**About this exercise:**
Please state how many lines of the data contain "enter". The number by itself is enough.

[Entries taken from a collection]

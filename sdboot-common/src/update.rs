// SPDX-License-Identifier: MIT
// Copyright (c) 2026 ADNT Sarl <info@adnt.io>

//! SD-card firmware update sequence.
//!
//! One attempt runs these phases in order, each with one success edge:
//! - Mounting: mount the SD card
//! - Locating: open the image; a missing file ends the attempt successfully
//! - SizeCheck: reject images larger than the program region
//! - Erasing: erase the whole program region
//! - Programming: write the image in 8-byte units
//! - ReopeningForVerify / Verifying: read the image again in 4-byte units
//!   and compare against flash
//! - Closing / Deleting: remove the consumed image
//! - Ejected: unmount, always exactly once
//!
//! Any failure closes the open file, switches the LEDs off and ejects the
//! card before the error is returned. Nothing is retried.

use core::fmt::Write;

use embedded_hal::digital::StatefulOutputPin;

use crate::error::{ErrorCode, FsError, UpdateError};
use crate::layout::{ERASED_BYTE, IMAGE_FILENAME, PROGRAM_UNIT, PROGRESS_INTERVAL, VERIFY_UNIT};
use crate::program::{ProgramMemory, ProgramWriter};
use crate::status::{StatusReporter, TAG_APP, TAG_BOOT, TAG_FLASH, TAG_SD, TAG_VERIFY};
use crate::storage::{Filesystem, ImageFile, StorageSession};

/// Step of the update sequence.
#[cfg_attr(feature = "defmt", derive(defmt::Format))]
#[derive(Debug, Clone, Copy, PartialEq, Eq)]
pub enum Phase {
    Idle,
    Mounting,
    Locating,
    SizeCheck,
    Erasing,
    Programming,
    ReopeningForVerify,
    Verifying,
    Closing,
    Deleting,
    Ejected,
}

impl Phase {
    /// Console tag used for lines emitted during this phase.
    pub fn tag(self) -> &'static str {
        match self {
            Phase::SizeCheck => TAG_APP,
            Phase::Erasing | Phase::Programming => TAG_FLASH,
            Phase::Verifying => TAG_VERIFY,
            Phase::Idle => TAG_BOOT,
            _ => TAG_SD,
        }
    }
}

/// Successful end of an attempt.
#[cfg_attr(feature = "defmt", derive(defmt::Format))]
#[derive(Debug, Clone, Copy, PartialEq, Eq)]
pub enum Outcome {
    /// No image on the card.
    NoImage,
    /// Image programmed, verified and deleted.
    Updated { size: u32 },
}

#[derive(Debug, Clone, Copy)]
pub struct UpdateConfig<'a> {
    pub image_name: &'a str,
    /// Units between progress reports; 0 disables them.
    pub progress_interval: u32,
}

impl Default for UpdateConfig<'_> {
    fn default() -> Self {
        Self {
            image_name: IMAGE_FILENAME,
            progress_interval: PROGRESS_INTERVAL,
        }
    }
}

/// Run one update attempt and return its outcome code.
pub fn run_update<F, P, W, S, G>(
    config: &UpdateConfig<'_>,
    fs: &mut F,
    flash: &mut P,
    status: &mut StatusReporter<W, S, G>,
) -> ErrorCode
where
    F: Filesystem,
    P: ProgramMemory,
    W: Write,
    S: StatefulOutputPin,
    G: StatefulOutputPin,
{
    let result = UpdateAttempt::new(config, status).run(fs, flash);
    ErrorCode::of(&result)
}

/// A single pass over the update sequence.
pub struct UpdateAttempt<'a, W, S, G> {
    config: &'a UpdateConfig<'a>,
    status: &'a mut StatusReporter<W, S, G>,
    phase: Phase,
    image_size: Option<u32>,
    bytes_processed: u32,
}

impl<'a, W, S, G> UpdateAttempt<'a, W, S, G>
where
    W: Write,
    S: StatefulOutputPin,
    G: StatefulOutputPin,
{
    pub fn new(config: &'a UpdateConfig<'a>, status: &'a mut StatusReporter<W, S, G>) -> Self {
        Self {
            config,
            status,
            phase: Phase::Idle,
            image_size: None,
            bytes_processed: 0,
        }
    }

    pub fn run<F, P>(mut self, fs: &mut F, flash: &mut P) -> Result<Outcome, UpdateError>
    where
        F: Filesystem,
        P: ProgramMemory,
    {
        self.enter(Phase::Mounting);
        let mut session = match StorageSession::mount(fs) {
            Ok(session) => session,
            Err(e) => {
                let error = UpdateError::StorageMount(e);
                self.report_failure(&error);
                return Err(error);
            }
        };
        self.status.phase_result(TAG_SD, "SD mounted.");

        let mut writer = ProgramWriter::new(flash);
        let result = self.apply(&mut session, &mut writer);

        if let Err(error) = &result {
            self.report_failure(error);
        }

        self.enter(Phase::Ejected);
        if let Some(e) = session.eject() {
            self.status.line(TAG_SD, format_args!("Eject: {}", e));
        }
        self.status.phase_result(TAG_SD, "SD ejected.");

        result
    }

    fn apply<F, P>(
        &mut self,
        session: &mut StorageSession<'_, F>,
        writer: &mut ProgramWriter<'_, P>,
    ) -> Result<Outcome, UpdateError>
    where
        F: Filesystem,
        P: ProgramMemory,
    {
        let name = self.config.image_name;

        self.enter(Phase::Locating);
        let image = match session.open_image(name) {
            Ok(image) => image,
            Err(FsError::NotFound) => {
                self.status.phase_result(TAG_SD, "No file to flash.");
                return Ok(Outcome::NoImage);
            }
            Err(e) => return Err(UpdateError::ImageOpen(e)),
        };
        self.status.phase_result(TAG_SD, "Software found on SD.");

        let size = image.size();
        self.image_size = Some(size);

        self.enter(Phase::SizeCheck);
        writer.check_size(size)?;
        self.status
            .line(TAG_APP, format_args!("App size OK ({} bytes).", size));

        self.enter(Phase::Erasing);
        self.status.phase_start(TAG_FLASH, "Erasing flash");
        self.status.erase_started();
        writer.erase().map_err(UpdateError::Erase)?;
        self.status.erase_finished();
        self.status.phase_result(TAG_FLASH, "Flash erase finished.");

        self.program(image, writer)?;

        self.enter(Phase::ReopeningForVerify);
        let mut image = session.open_image(name).map_err(UpdateError::ImageReopen)?;

        self.verify(&mut image, writer)?;

        self.enter(Phase::Closing);
        image.close().map_err(UpdateError::FileClose)?;

        self.enter(Phase::Deleting);
        self.status.phase_start(TAG_SD, "Erasing firmware file");
        session.delete(name).map_err(UpdateError::FileDelete)?;

        Ok(Outcome::Updated { size })
    }

    fn program<F, P>(
        &mut self,
        mut image: ImageFile<'_, F>,
        writer: &mut ProgramWriter<'_, P>,
    ) -> Result<(), UpdateError>
    where
        F: Filesystem,
        P: ProgramMemory,
    {
        self.enter(Phase::Programming);
        self.status.phase_start(TAG_FLASH, "Starting programming");
        self.status.programming_started();
        writer.begin();

        let total = image.size();
        let mut units: u32 = 0;
        loop {
            let offset = units * PROGRAM_UNIT as u32;
            let mut unit = [ERASED_BYTE; PROGRAM_UNIT];
            let n = image
                .read_chunk(&mut unit)
                .map_err(|error| UpdateError::ImageRead {
                    phase: Phase::Programming,
                    offset,
                    error,
                })?;
            if n == 0 {
                break;
            }

            writer
                .write_next(u64::from_le_bytes(unit))
                .map_err(|error| UpdateError::Program { offset, error })?;
            units += 1;
            self.bytes_processed += n as u32;

            if self.is_tick(units) {
                self.status.program_tick(self.bytes_processed, total);
            }
        }

        writer.end().map_err(|error| UpdateError::Program {
            offset: units * PROGRAM_UNIT as u32,
            error,
        })?;
        // Not fatal, the verify pass reopens the image
        if let Err(e) = image.close() {
            self.status.line(TAG_SD, format_args!("Close: {}", e));
        }

        self.status.programming_finished();
        self.status.phase_result(TAG_FLASH, "Programming finished.");
        self.status
            .line(TAG_FLASH, format_args!("Flashed: {} bytes.", self.bytes_processed));
        Ok(())
    }

    fn verify<F, P>(
        &mut self,
        image: &mut ImageFile<'_, F>,
        writer: &mut ProgramWriter<'_, P>,
    ) -> Result<(), UpdateError>
    where
        F: Filesystem,
        P: ProgramMemory,
    {
        self.enter(Phase::Verifying);
        self.status.phase_start(TAG_VERIFY, "Verifying flash");

        let total = image.size();
        let mut units: u32 = 0;
        loop {
            let offset = units * VERIFY_UNIT as u32;
            let mut word = [ERASED_BYTE; VERIFY_UNIT];
            let n = image
                .read_chunk(&mut word)
                .map_err(|error| UpdateError::ImageRead {
                    phase: Phase::Verifying,
                    offset,
                    error,
                })?;
            if n == 0 {
                break;
            }

            // Only the real image bytes of a short tail word are compared.
            let mask = if n >= VERIFY_UNIT {
                u32::MAX
            } else {
                (1u32 << (n * 8)) - 1
            };
            let expected = u32::from_le_bytes(word) & mask;
            let found = writer.read_back(offset) & mask;
            if expected != found {
                return Err(UpdateError::Verify {
                    offset,
                    address: writer.base() + offset,
                    expected,
                    found,
                });
            }

            units += 1;
            self.bytes_processed += n as u32;

            if self.is_tick(units) {
                self.status.verify_tick(self.bytes_processed, total);
            }
        }

        self.status.verify_finished();
        self.status.phase_result(TAG_VERIFY, "Verification passed.");
        Ok(())
    }

    fn enter(&mut self, phase: Phase) {
        #[cfg(feature = "defmt")]
        defmt::debug!("update phase: {}", phase);
        if matches!(phase, Phase::Programming | Phase::Verifying) {
            self.bytes_processed = 0;
        }
        self.phase = phase;
    }

    fn is_tick(&self, units: u32) -> bool {
        let interval = self.config.progress_interval;
        interval != 0 && units % interval == 0
    }

    fn report_failure(&mut self, error: &UpdateError) {
        let tag = error.phase().tag();
        self.status.line(tag, format_args!("{}", error));
        if let Some(size) = self.image_size {
            if matches!(self.phase, Phase::Programming | Phase::Verifying) {
                self.status.line(
                    tag,
                    format_args!("Processed {} of {} bytes.", self.bytes_processed, size),
                );
            }
        }
        self.status.fault(error.code());
    }
}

**Output of the task:**
11